Being imprisoned in our house for 14 days was a strange experience. There was so much to see and do in Germany, but we couldn’t leave our backyard! Since our unaccompanied baggage wasn’t permitted to be delivered until we were out of quarantine, all we had was 5 suitcases and a Pack & Play. Having played with our minimal selection of toys in the Baltimore hotel, Drew quickly tired of them. He’s an outdoor baby through-and-through, so I walked him in his stroller around the backyard and sat on the porch to watch the Army aviators fly past our house to the nearby airfield. Unfortunately, it wasn’t enough to keep him entertained – he’s incredibly social and loves people – so it was a tough 2 weeks for all of us.
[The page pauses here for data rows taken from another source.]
//! Bootstrap for embedded PostgreSQL clusters in integration tests.
//!
//! `pg-embed-setup-unpriv` installs under `/var/tmp` by default. When
//! `PG_RUNTIME_DIR` or `PG_DATA_DIR` is unset, both are pointed at unique
//! directories under the target directory for the duration of the bootstrap.
//! Environment mutation is serialised through `env-lock`.

use std::path::PathBuf;
use std::sync::{Mutex, OnceLock};
use std::time::Duration;

use pg_embedded_setup_unpriv::TestCluster;
use uuid::Uuid;

static BOOTSTRAP_LOCK: OnceLock<Mutex<()>> = OnceLock::new();

const MAX_RETRIES: u32 = 3;
const RETRY_DELAY_MS: u64 = 500;

fn pg_embed_target_dir() -> PathBuf {
    if let Some(target_dir) = std::env::var_os("CARGO_TARGET_DIR") {
        return PathBuf::from(target_dir).join("pg-embed");
    }
    PathBuf::from(env!("CARGO_MANIFEST_DIR"))
        .join("..")
        .join("target")
        .join("pg-embed")
}

fn create_unique_dirs() -> Result<(PathBuf, PathBuf), std::io::Error> {
    let base = pg_embed_target_dir().join(format!(
        "bootstrap-{}-{}",
        std::process::id(),
        Uuid::new_v4()
    ));
    let runtime_dir = base.join("install");
    let data_dir = base.join("data");
    std::fs::create_dir_all(&runtime_dir)?;
    std::fs::create_dir_all(&data_dir)?;
    Ok((runtime_dir, data_dir))
}

/// Binary downloads fail intermittently when suites start in parallel.
fn is_transient_error(err: &str) -> bool {
    const TRANSIENT: [&str; 6] = [
        "error decoding response body",
        "connection reset",
        "connection refused",
        "timed out",
        "temporarily unavailable",
        "dns error",
    ];
    let lowered = err.to_lowercase();
    TRANSIENT.iter().any(|pattern| lowered.contains(pattern))
}

/// Start a [`TestCluster`], retrying transient bootstrap failures.
pub fn test_cluster() -> Result<TestCluster, String> {
    let _bootstrap_guard = BOOTSTRAP_LOCK
        .get_or_init(|| Mutex::new(()))
        .lock()
        .unwrap_or_else(|err| err.into_inner());

    let needs_override =
        std::env::var_os("PG_RUNTIME_DIR").is_none() || std::env::var_os("PG_DATA_DIR").is_none();
    let _env_guard = if needs_override {
        let (runtime_dir, data_dir) = create_unique_dirs().map_err(|err| err.to_string())?;
        Some(env_lock::lock_env([
            ("PG_RUNTIME_DIR", Some(runtime_dir.to_string_lossy().into_owned())),
            ("PG_DATA_DIR", Some(data_dir.to_string_lossy().into_owned())),
        ]))
    } else {
        None
    };

    let mut last_error = String::new();
    for attempt in 0..=MAX_RETRIES {
        match TestCluster::new() {
            Ok(cluster) => return Ok(cluster),
            Err(err) => {
                last_error = format!("{err:?}");
                if attempt == MAX_RETRIES || !is_transient_error(&last_error) {
                    break;
                }
                let delay = Duration::from_millis(RETRY_DELAY_MS * (1 << attempt));
                eprintln!("pg-embed: transient bootstrap error, retrying in {delay:?}: {last_error}");
                std::thread::sleep(delay);
            }
        }
    }
    Err(last_error)
}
He ended up watching an insane amount of Baby Einstein, Barney, and Baby Signing Time, but I have no regrets because we were just trying to survive!
We worked on a few home improvement projects, but honestly, there wasn’t much that needed to be done in our house! Since it was the rainy season, we couldn’t do anything in the yard (like re-seeding) and not having our stuff meant we couldn’t organize and decorate. Instead, our two projects were covering a wardrobe with contact paper and faux shiplap on the living room walls. Time will tell how those projects turned out.
I knew the 2-week quarantine would be tough, but it was worse than I had expected. So much so that I decided to end my temporary leave of absence from my job early and return to work while still quarantined. At least I’d have something to do and a way to help the hours fly by, plus I’d be able to earn money again, which is always nice 😉 I think I’ve mentioned it on here before, but I LOVE my job and working in Human Resources. I’m so grateful to keep doing what I love from halfway around the world despite a 9-hour time difference from my supervisor/company. Many military spouses at overseas assignments aren’t able to find employment or legally cannot work due to SOFA issues (for example, Italy!) The ones who are lucky enough to find work usually work outside of their career field. But thanks to my awesome remote job, I can keep working in my career field doing the same thing I was doing before we moved. It’s sadly not the norm in military life, but I wish it were!
Finally, our quarantine ended on October 20. Even Drew was so excited to be where the people are that he woke us up at 0500, ready to start the day! I’ll share our “first” real impressions about Germany in a future post.
Lastly, I recognize the immense privilege we had that the only inconvenience we had during the pandemic was staying in our nice house as we moved to Europe. We are very grateful to have our jobs, our health, etc.